_WHAT YOU NEED TO DO:_ Only the lines below starting at the one containing "past a record." and ending at the one containing "pub async fn shutdown(&self)" belong in the answer, each copied exactly.

### INFORMATION PROVIDED ###

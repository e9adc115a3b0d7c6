//! Subscriber: the background task that tails the change log and applies
//! every record to the local store.
//!
//! There is exactly one subscriber per cache instance. It owns the only
//! cursor, processes entries strictly in log order, and handles each entry
//! (decode, apply, advance) without yielding in between, so shutdown is only
//! ever observed between records.
//!
//! The start position is resolved before the task is spawned, so a record
//! appended once [`Subscriber::start`] has returned is never skipped.
//!
//! Undecodable records are logged, counted and skipped. Read failures are
//! retried with exponential backoff until the log comes back or the
//! subscriber is shut down.

use std::sync::Arc;
use std::sync::atomic::{AtomicU64, Ordering};
use std::time::Duration;

use parking_lot::Mutex;
use streamcache_core::{CacheError, Mutation, Result};
use streamcache_log::{Cursor, DynChangeLog, LogEntry, StartFrom};
use tokio::sync::watch;
use tokio::task::JoinHandle;
use tracing::{debug, info, warn};

use crate::config::CacheConfig;
use crate::metrics;
use crate::store::LocalStore;

/// Counters kept by the subscriber.
#[derive(Debug, Default)]
pub struct SubscriberStats {
    applied: AtomicU64,
    skipped: AtomicU64,
    read_errors: AtomicU64,
}

impl SubscriberStats {
    /// Records decoded and applied to the local store.
    pub fn applied(&self) -> u64 {
        self.applied.load(Ordering::Relaxed)
    }

    /// Records skipped because they could not be decoded.
    pub fn skipped(&self) -> u64 {
        self.skipped.load(Ordering::Relaxed)
    }

    /// Failed reads against the log.
    pub fn read_errors(&self) -> u64 {
        self.read_errors.load(Ordering::Relaxed)
    }
}

/// Doubling delay between failed reads, capped at `max`.
#[derive(Debug)]
struct Backoff {
    initial: Duration,
    max: Duration,
    next: Duration,
}

impl Backoff {
    fn new(initial: Duration, max: Duration) -> Self {
        Self {
            initial,
            max,
            next: initial,
        }
    }

    fn next_delay(&mut self) -> Duration {
        let delay = self.next;
        self.next = (self.next * 2).min(self.max);
        delay
    }

    fn reset(&mut self) {
        self.next = self.initial;
    }
}

/// The log-tailing task.
pub struct Subscriber {
    log: DynChangeLog,
    store: Arc<LocalStore>,
    start_from: StartFrom,
    retry_initial: Duration,
    retry_max: Duration,
    stats: Arc<SubscriberStats>,
    progress: watch::Sender<Cursor>,
}

impl Subscriber {
    pub fn new(log: DynChangeLog, store: Arc<LocalStore>, config: &CacheConfig) -> Self {
        let (progress, _) = watch::channel(Cursor::ZERO);
        Self {
            log,
            store,
            start_from: config.start_from,
            retry_initial: config.read_retry_initial(),
            retry_max: config.read_retry_max(),
            stats: Arc::new(SubscriberStats::default()),
            progress,
        }
    }

    /// Resolve the start policy against the log and spawn the background
    /// task. Fails with `LogUnavailable` if the log cannot answer.
    pub async fn start(self) -> Result<SubscriberHandle> {
        let cursor = self.log.resolve(self.start_from).await?;
        Ok(self.spawn_at(cursor))
    }

    /// Spawn the background task reading after `cursor`.
    ///
    /// Must be called from within a Tokio runtime.
    pub fn spawn_at(self, cursor: Cursor) -> SubscriberHandle {
        self.progress.send_replace(cursor);
        let (shutdown_tx, shutdown_rx) = watch::channel(false);
        let progress = self.progress.subscribe();
        let stats = self.stats.clone();
        let task = tokio::spawn(self.run(cursor, shutdown_rx));

        SubscriberHandle {
            shutdown: shutdown_tx,
            progress,
            stats,
            task: Mutex::new(Some(task)),
        }
    }

    async fn run(self, mut cursor: Cursor, mut shutdown: watch::Receiver<bool>) {
        info!(start_from = %self.start_from, cursor = %cursor, "Subscriber started");

        let mut backoff = Backoff::new(self.retry_initial, self.retry_max);

        loop {
            let read = tokio::select! {
                biased;
                _ = shutdown.changed() => break,
                read = self.log.read_next(&cursor) => read,
            };

            match read {
                Ok(entry) => {
                    backoff.reset();
                    cursor = self.process(entry);
                }
                Err(e) => {
                    self.stats.read_errors.fetch_add(1, Ordering::Relaxed);
                    metrics::record_read_error();
                    let delay = backoff.next_delay();
                    warn!(
                        error = %e,
                        cursor = %cursor,
                        retry_in_ms = u64::try_from(delay.as_millis()).unwrap_or(u64::MAX),
                        "Change log read failed"
                    );
                    if !wait_or_shutdown(&mut shutdown, delay).await {
                        break;
                    }
                }
            }
        }

        info!(cursor = %cursor, "Subscriber shutting down");
    }

    /// Decode, apply and advance past one entry. Returns the new cursor.
    fn process(&self, entry: LogEntry) -> Cursor {
        match Mutation::decode(&entry.record) {
            Ok(mutation) => {
                self.store.apply(&mutation);
                self.stats.applied.fetch_add(1, Ordering::Relaxed);
                metrics::record_applied(mutation.kind());
                metrics::set_local_entries(self.store.len());
                debug!(
                    position = %entry.position,
                    kind = %mutation.kind(),
                    order_id = %mutation.order_id(),
                    "Applied mutation"
                );
            }
            Err(e) => {
                self.stats.skipped.fetch_add(1, Ordering::Relaxed);
                metrics::record_skipped(skip_reason(&e));
                warn!(
                    position = %entry.position,
                    method = %entry.record.method,
                    error = %e,
                    "Skipping undecodable change log record"
                );
            }
        }

        self.progress.send_replace(entry.position);
        entry.position
    }
}

fn skip_reason(err: &CacheError) -> &'static str {
    match err {
        CacheError::UnknownMutationKind(_) => "unknown_kind",
        _ => "decode",
    }
}

/// Sleep for `delay` unless shutdown is requested first.
/// Returns `false` on shutdown.
async fn wait_or_shutdown(shutdown: &mut watch::Receiver<bool>, delay: Duration) -> bool {
    tokio::select! {
        biased;
        _ = shutdown.changed() => false,
        _ = tokio::time::sleep(delay) => true,
    }
}

/// Handle to a running subscriber.
///
/// Dropping the handle stops the task.
pub struct SubscriberHandle {
    shutdown: watch::Sender<bool>,
    progress: watch::Receiver<Cursor>,
    stats: Arc<SubscriberStats>,
    task: Mutex<Option<JoinHandle<()>>>,
}

impl SubscriberHandle {
    /// Position of the last record processed (applied or skipped).
    pub fn position(&self) -> Cursor {
        *self.progress.borrow()
    }

    pub fn stats(&self) -> &SubscriberStats {
        &self.stats
    }

    /// Receiver notified every time the subscriber moves past a record.
    /// Closed once the subscriber task has exited.
    pub fn watch_progress(&self) -> watch::Receiver<Cursor> {
        self.progress.clone()
    }

    /// Wait until the subscriber has processed every entry up to and
    /// including `target`. Returns `false` on timeout or if the subscriber
    /// has stopped.
    pub async fn wait_for(&self, target: Cursor, timeout: Duration) -> bool {
        let mut progress = self.progress.clone();
        let reached = tokio::time::timeout(timeout, async move {
            let reached = progress.wait_for(|position| *position >= target).await.is_ok();
            reached
        })
        .await;
        matches!(reached, Ok(true))
    }

    pub fn is_running(&self) -> bool {
        self.task
            .lock()
            .as_ref()
            .is_some_and(|task| !task.is_finished())
    }

    /// Signal the task to stop and wait for it to exit.
    pub async fn shutdown(&self) {
        self.shutdown.send_replace(true);
        let task = self.task.lock().take();
        if let Some(task) = task {
            if let Err(e) = task.await {
                warn!(error = %e, "Subscriber task ended abnormally");
            }
        }
    }
}

impl Drop for SubscriberHandle {
    fn drop(&mut self) {
        self.shutdown.send_replace(true);
    }
}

###

_SOLUTION FOR THIS TASK:_
    /// Receiver notified every time the subscriber moves past a record.
    /// Closed once the subscriber task has exited.
    pub fn watch_progress(&self) -> watch::Receiver<Cursor> {
        self.progress.clone()
    }

    /// Wait until the subscriber has processed every entry up to and
    /// including `target`. Returns `false` on timeout or if the subscriber
    /// has stopped.
    pub async fn wait_for(&self, target: Cursor, timeout: Duration) -> bool {
        let mut progress = self.progress.clone();
        let reached = tokio::time::timeout(timeout, async move {
            let reached = progress.wait_for(|position| *position >= target).await.is_ok();
            reached
        })
        .await;
        matches!(reached, Ok(true))
    }

    pub fn is_running(&self) -> bool {
        self.task
            .lock()
            .as_ref()
            .is_some_and(|task| !task.is_finished())
    }

    /// Signal the task to stop and wait for it to exit.
    pub async fn shutdown(&self) {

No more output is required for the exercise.